I wasn’t in the Philippines during the last natural disaster. Josie, my wife, left a day or two before an intense earthquake. It was near the end of April 2019. According to our relatives, who live next to us there, the only damage to our house was a crack in the finish of one of the walls. I didn’t pay attention to the exact location. It’s just something else I have to fix the next time I go there.
I was in the Philippines during many natural disasters. I’ve endured both earthquakes and typhoons. I’m sure I’ll have to endure even more when I return. I can’t remember experiencing anything other than minor earthquakes in the United States, in the state of California, during my early years in the military.
My extended vacations are going to be a thing for some time. The plan is to eventually split my time in the Philippines and the United States every year. I don’t want to deal with the heat in either place if I can help it. Typhoons and earthquakes don’t scare me, and they don’t last for very long. Heat lasts for months.
I like living in the Philippines. I like the people and I like the food (well, most of it). There are things that could be better, but I’ve been back in America and I don’t like what I experience here.
I’m covered by TRICARE health insurance in both the United State and the Philippines, so getting treatment isn’t an issue.

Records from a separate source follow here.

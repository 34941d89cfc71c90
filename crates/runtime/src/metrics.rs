use std::collections::BTreeMap;

/// Deterministic metrics aggregation.
///
/// Metrics must not depend on wall-clock time or unordered iteration, so
/// this type uses sorted maps and snapshots have stable ordering.
#[derive(Debug, Default, Clone, PartialEq, Eq)]
pub struct Metrics {
    counters: BTreeMap<&'static str, u64>,
    gauges: BTreeMap<&'static str, i64>,
}

#[derive(Debug, Clone, PartialEq, Eq)]
pub struct MetricsSnapshot {
    pub counters: Vec<(&'static str, u64)>,
    pub gauges: Vec<(&'static str, i64)>,
}

impl Metrics {
    pub fn new() -> Self {
        Self::default()
    }

    pub fn counter(&self, name: &str) -> u64 {
        self.counters.get(name).copied().unwrap_or(0)
    }

    pub fn inc(&mut self, name: &'static str) {
        self.inc_by(name, 1);
    }

    pub fn inc_by(&mut self, name: &'static str, by: u64) {
        *self.counters.entry(name).or_insert(0) += by;
    }

    pub fn gauge(&self, name: &str) -> Option<i64> {
        self.gauges.get(name).copied()
    }

    pub fn set_gauge(&mut self, name: &'static str, value: i64) {
        self.gauges.insert(name, value);
    }

    /// Returns a stable, sorted snapshot suitable for logs/debug UI.
    pub fn snapshot(&self) -> MetricsSnapshot {
        MetricsSnapshot {
            counters: self.counters.iter().map(|(k, v)| (*k, *v)).collect(),
            gauges: self.gauges.iter().map(|(k, v)| (*k, *v)).collect(),
        }
    }
}

#[cfg(test)]
mod tests {
    use super::Metrics;

    #[test]
    fn counters_accumulate() {
        let mut m = Metrics::new();
        m.inc("reveals_started");
        m.inc_by("reveals_started", 2);
        assert_eq!(m.counter("reveals_started"), 3);
        assert_eq!(m.counter("missing"), 0);
    }

    #[test]
    fn gauges_overwrite() {
        let mut m = Metrics::new();
        assert_eq!(m.gauge("overlays_alive"), None);
        m.set_gauge("overlays_alive", 2);
        m.set_gauge("overlays_alive", 1);
        assert_eq!(m.gauge("overlays_alive"), Some(1));
    }

    #[test]
    fn snapshot_is_stably_sorted() {
        let mut m = Metrics::new();
        m.inc("b");
        m.inc("a");
        let snap = m.snapshot();
        assert_eq!(snap.counters, vec![("a", 1), ("b", 1)]);
    }
}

That treatment, minus deductibles, would be much less expensive in the Philippines. In Olongapo, there are two hospitals that accept TRICARE. One is actually at the Subic Bay Freeport Zone next to the city. Josie is covered as well, as a military retiree dependent.
If I have my way, I’ll still be living in the Philippines on the day I die. That’s regardless of my permanent residency status.
If you want to know about a visa-free entry for single Americans, look at this page. If you want to know more about permanent residency visas, look at this page. It’s best to obtain as many of the requirements as possible while in the United States and finish the process at the Bureau of Immigration in Manila. You will have to go there anyway.
I got a “probationary” immigration card in 2006, a five-year card in 2007, another in 2012 and another in 2017. I replaced my passport at the American Embassy in 2012. These are the things you can expect to experience if you do what I did. Once a year, in January or February, I register as resident alien for a whopping 310 pesos (less than $10 USD). In the long run, a permanent residency visa is the least expensive route to take.